Introduction
The Consul-server pods frequently display errors related to Envoy RPC communication failures and ACL subscription closures. These errors indicate potential disruptions in proxy configuration updates, xDS communication, and ACL token management, which could impact service mesh stability and connectivity.
Problem
The logs show repeated instances of the following errors:
-
RPC Error:
Error receiving new DeltaDiscoveryRequest; closing request channel
-
ACL Subscription Closure:
subscription closed by server, ACL change occurred
These issues suggest that the proxy configuration process is being interrupted, leading to potential failures in service mesh operations.
Error logs
2024-12-11T05:34:39.484Z [ERROR] agent.proxycfg.server-data-sources: subscribe call failed: err="subscription closed by server, ACL change occurred" failure_count=1 key=mesh topic=MeshConfig
2024-12-11T05:34:39.484Z [ERROR] agent.proxycfg.server-data-sources: subscribe call failed: err="subscription closed by server, ACL change occurred" failure_count=1 topic=JWTProvider wildcard_subject=true
Reproduction of the issue
Deployed the below values.yaml
file with the required configuration.
global:
enabled: true
name: consul
dataenter: dc1
logLevel: debug
image: "hashicorp/consul-enterprise:1.20.1-ent"
datacenter: dc1
acls:
manageSystemACLs: true
createReplicationToken: true
tls:
enabled: true
enableAutoEncrypt: true
verify: true
enableConsulNamespaces: true
enterpriseLicense:
secretName: consul-ent-license
secretKey: key
gossipEncryption:
autoGenerate: true
server:
replicas: 1
bootstrapExpect: 1
exposeService:
enabled: true
type: LoadBalancer
ui:
enabled : true
service:
type: LoadBalancer
connectInject:
enabled: true
default: true
replicas: 1
apiGateway:
manageExternalCRDs: true
managedGatewayClass:
enabled: true
serviceType: LoadBalancer
- Deploy multiple applications, ensuring each includes the annotation
consul.hashicorp.com/connect-inject: 'true'
. -
-
apiVersion: v1
kind: Service
metadata:
# This name will be the service name in Consul.
name: static-server
spec:
selector:
app: static-server
ports:
- protocol: TCP
port: 80
targetPort: 8080
---
apiVersion: v1
kind: ServiceAccount
metadata:
name: static-server
---
apiVersion: apps/v1
kind: Deployment
metadata:
name: static-server
spec:
replicas: 1
selector:
matchLabels:
app: static-server
template:
metadata:
name: static-server
labels:
app: static-server
annotations:
'consul.hashicorp.com/connect-inject': 'true'
spec:
containers:
- name: static-server
image: hashicorp/http-echo:latest
args:
- -text="hello world"
- -listen=:8080
ports:
- containerPort: 8080
name: http
# If ACLs are enabled, the serviceAccountName must match the Consul service name.

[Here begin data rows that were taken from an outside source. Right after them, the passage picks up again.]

//! GPIO line abstractions
//!
//! The bit-banged SMBus transport needs a push-pull clock line and a data
//! line that can be switched between driving low and floating as an input.
//! Switching direction is how open-drain signaling is emulated on pins that
//! have no open-drain mode: a released line is pulled high by the bus
//! resistors, a driven line is held low.

/// Digital output pin
///
/// Implementations should handle the actual hardware register manipulation
/// for the specific chip.
pub trait OutputPin {
    /// Set the pin high (logic 1)
    fn set_high(&mut self);

    /// Set the pin low (logic 0)
    fn set_low(&mut self);

    /// Set the pin to a specific state
    fn set_state(&mut self, high: bool) {
        if high {
            self.set_high();
        } else {
            self.set_low();
        }
    }

    /// Check if the pin is currently set high
    fn is_set_high(&self) -> bool;

    /// Check if the pin is currently set low
    fn is_set_low(&self) -> bool {
        !self.is_set_high()
    }
}

/// Digital input pin
pub trait InputPin {
    /// Check if the pin reads high (logic 1)
    ///
    /// Takes `&mut self` because sampling may touch peripheral state.
    fn is_high(&mut self) -> bool;

    /// Check if the pin reads low (logic 0)
    fn is_low(&mut self) -> bool {
        !self.is_high()
    }
}

/// Pin whose direction can change at runtime
///
/// Used for the SMBus data line. The level read through [`InputPin`] is the
/// actual line level, so it reflects a slave pulling the bus low while the
/// pin is an input.
pub trait FlexPin: OutputPin + InputPin {
    /// Stop driving the line and sample it as an input
    fn set_as_input(&mut self);

    /// Drive the line with the last set output level
    fn set_as_output(&mut self);

    /// Whether the pin is currently driving the line
    fn is_output(&self) -> bool;

    /// Release the line (open-drain "high")
    fn release(&mut self) {
        self.set_as_input();
    }

    /// Pull the line low (open-drain "low")
    ///
    /// The output latch is cleared before the driver is enabled so the pin
    /// never glitches high while switching direction.
    fn drive_low(&mut self) {
        self.set_low();
        self.set_as_output();
    }
}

serviceAccountName: static-server - Wait for the application pods to come up and run successfully.
- Delete the application pods that had the
connect-inject
annotation set to true. - Check the Consul server logs and observe the same error message reported earlier.
This sequence of actions led to the occurrence of the error messages in the logs, confirming the issue.
Reproduction of Consul Server Error: DeltaDiscoveryRequest and ACL Change Failures
2024-12-12T08:52:30.752Z [WARN] agent: error getting server health from consul-server-0 error="context deadline exceeded"
2024-12-12T08:52:52.728Z [ERROR] agent.envoy: DeltaDiscoveryRequest error="rpc error: code = Canceled desc = context canceled"
2024-12-12T08:52:53.042Z [ERROR] agent.proxycfg: subscribe call failed, ACL change occurred, failure_count=1 key=mesh topic=MeshConfig
2024-12-12T08:55:49.026Z [ERROR] agent.envoy: DeltaDiscoveryRequest error="rpc error: code = Canceled desc = context canceled"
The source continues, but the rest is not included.